El abrazo de los españoles, pensará más de uno, no ha sobrevivido a Juan Genovés, su gran intérprete. A simple vista parece como si hubiéramos vuelto a cavar las viejas trincheras. No hay que exagerar, la incriminación es práctica habitual en las democracias parlamentarias. Los vivos han jugado implacablemente con la estadística de los muertos desde Adán y Eva y estos han sido utilizados por la política como arma arrojadiza en las circunstancias más extremas y dramáticas, en todo el mundo. Por citar algunos ejemplos recientes de este país, a Aznar, que sigue suscitando por méritos contraídos innegable antipatía, lo llamaron en las calles asesino por una guerra que apoyó pero en la que España no llegó a participar con sus tropas. Zapatero fue acusado de intentar obtener rédito político de la violencia etarra, y al Partido Popular se le sigue reprochando una defensa oportunista de las víctimas. Hasta la muerte del perro "Excalibur" se instrumentó sorprendentemente durante la minicrisis del ébola en la etapa de Rajoy.
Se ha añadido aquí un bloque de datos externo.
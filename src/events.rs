// SPDX-License-Identifier: AGPL-3.0-or-later
//
// Copyright (C) 2026 Relational Network

//! In-process event bus feeding the `/ws` WebSocket channel.
//!
//! Events are fire-and-forget: a client that falls behind the channel
//! capacity loses the oldest events (see `RecvError::Lagged`).

use chrono::{DateTime, Utc};
use serde::Serialize;
use tokio::sync::broadcast;
use utoipa::ToSchema;

use crate::blockchain::{EntityKind, LedgerAction, LedgerEntry, LedgerStatus};
use crate::models::Department;

/// Default number of buffered events per subscriber.
pub const DEFAULT_CHANNEL_CAPACITY: usize = 256;

/// Audit-trail row summary pushed to clients.
#[derive(Debug, Clone, Serialize, ToSchema)]
pub struct LedgerNotice {
    pub ledger_id: String,
    pub sequence: u64,
    pub tx_hash: String,
    pub entity_type: EntityKind,
    pub entity_id: String,
    pub action: LedgerAction,
    pub status: LedgerStatus,
    pub confirmations: usize,
    pub required_confirmations: u32,
    pub timestamp: DateTime<Utc>,
}

impl From<&LedgerEntry> for LedgerNotice {
    fn from(entry: &LedgerEntry) -> Self {
        Self {
            ledger_id: entry.id.clone(),
            sequence: entry.sequence,
            tx_hash: entry.tx_hash.clone(),
            entity_type: entry.entity_type,
            entity_id: entry.entity_id.clone(),
            action: entry.action,
            status: entry.status,
            confirmations: entry.confirmations.len(),
            required_confirmations: entry.required_confirmations,
            timestamp: entry.confirmed_at.unwrap_or(entry.created_at),
        }
    }
}

/// Synthetic liveness message for a verification node.
#[derive(Debug, Clone, Serialize, ToSchema)]
pub struct NodeHeartbeat {
    pub node_id: String,
    pub node_name: String,
    pub organization: Department,
    /// Number of audit rows the node has seen.
    pub ledger_height: u64,
    /// Audit rows still awaiting confirmation.
    pub pending: usize,
    pub timestamp: DateTime<Utc>,
}

/// Everything pushed over `/ws`.
#[derive(Debug, Clone, Serialize)]
#[serde(tag = "type", rename_all = "snake_case")]
pub enum PortalEvent {
    LedgerRecorded(LedgerNotice),
    LedgerConfirmed(LedgerNotice),
    NodeHeartbeat(NodeHeartbeat),
}

/// Cloneable broadcast handle shared through `AppState`.
#[derive(Clone)]
pub struct EventBus {
    sender: broadcast::Sender<PortalEvent>,
}

impl EventBus {
    pub fn new(capacity: usize) -> Self {
        let (sender, _) = broadcast::channel(capacity.max(1));
        Self { sender }
    }

    /// Publish an event; returns how many subscribers received it.
    pub fn publish(&self, event: PortalEvent) -> usize {
        // No subscribers is the normal idle case.
        self.sender.send(event).unwrap_or(0)
    }

    pub fn subscribe(&self) -> broadcast::Receiver<PortalEvent> {
        self.sender.subscribe()
    }

    pub fn subscriber_count(&self) -> usize {
        self.sender.receiver_count()
    }
}

impl Default for EventBus {
    fn default() -> Self {
        Self::new(DEFAULT_CHANNEL_CAPACITY)
    }
}

#[cfg(test)]
mod tests {
    use super::*;

    fn heartbeat() -> PortalEvent {
        PortalEvent::NodeHeartbeat(NodeHeartbeat {
            node_id: "n1".into(),
            node_name: "cyber-cell-peer0".into(),
            organization: Department::CyberCrimeCell,
            ledger_height: 7,
            pending: 1,
            timestamp: Utc::now(),
        })
    }

    #[test]
    fn publish_without_subscribers_is_harmless() {
        let bus = EventBus::default();
        assert_eq!(bus.publish(heartbeat()), 0);
    }

    #[tokio::test]
    async fn subscribers_receive_events() {
        let bus = EventBus::new(8);
        let mut rx = bus.subscribe();
        assert_eq!(bus.publish(heartbeat()), 1);

        let event = rx.recv().await.unwrap();
        assert!(matches!(event, PortalEvent::NodeHeartbeat(_)));
    }

    #[test]
    fn events_serialize_with_type_tag() {
        let json = serde_json::to_value(heartbeat()).unwrap();
        assert_eq!(json["type"], "node_heartbeat");
        assert_eq!(json["organization"], "cyber_crime_cell");
        assert_eq!(json["ledger_height"], 7);
    }
}
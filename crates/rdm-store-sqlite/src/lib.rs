//! SQLite backend for the record store.
//!
//! Wraps [`tokio_rusqlite`] so all database access runs on a dedicated thread
//! without blocking the async runtime. Records and drafts are mirrored into a
//! `search_index` table inside the same transaction that writes them.

mod encode;
mod schema;
mod store;

pub mod error;

pub use error::{Error, Result};
pub use store::SqliteStore;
Parte de la oposición señala ahora al Gobierno culpándolo de las trágicas cifras del coronavirus y Pedro Sánchez, a su vez, se preocupa de pregonar que sin sus medidas los contagiados y los muertos se habrían multiplicado hasta cantidades imposibles de descifrar y que parecen extraídas de un delirio del CIS. Utilización, en ambos casos, con fines partidistas.

Acusar directamente al Ejecutivo de las muertes causadas por un virus que, en mayor o menor medida, ha afectado a la comunidad global es una exageración fruto de la praxis política viciada. No cabe duda, por mucho que en la historia se hayan repetido hechos así. En cambio, responsabilizarlo por la mala gestión, rebelarse ante el uso constitucional torticero del estado de alarma en favor de sus intereses poniendo como excusa la pandemia, es casi un deber democrático. Pero la discusión política, por amplificada e insidiosa que resulte, no debe servir para enfrentar a los españoles cuando más unidos tienen que estar en la adversidad.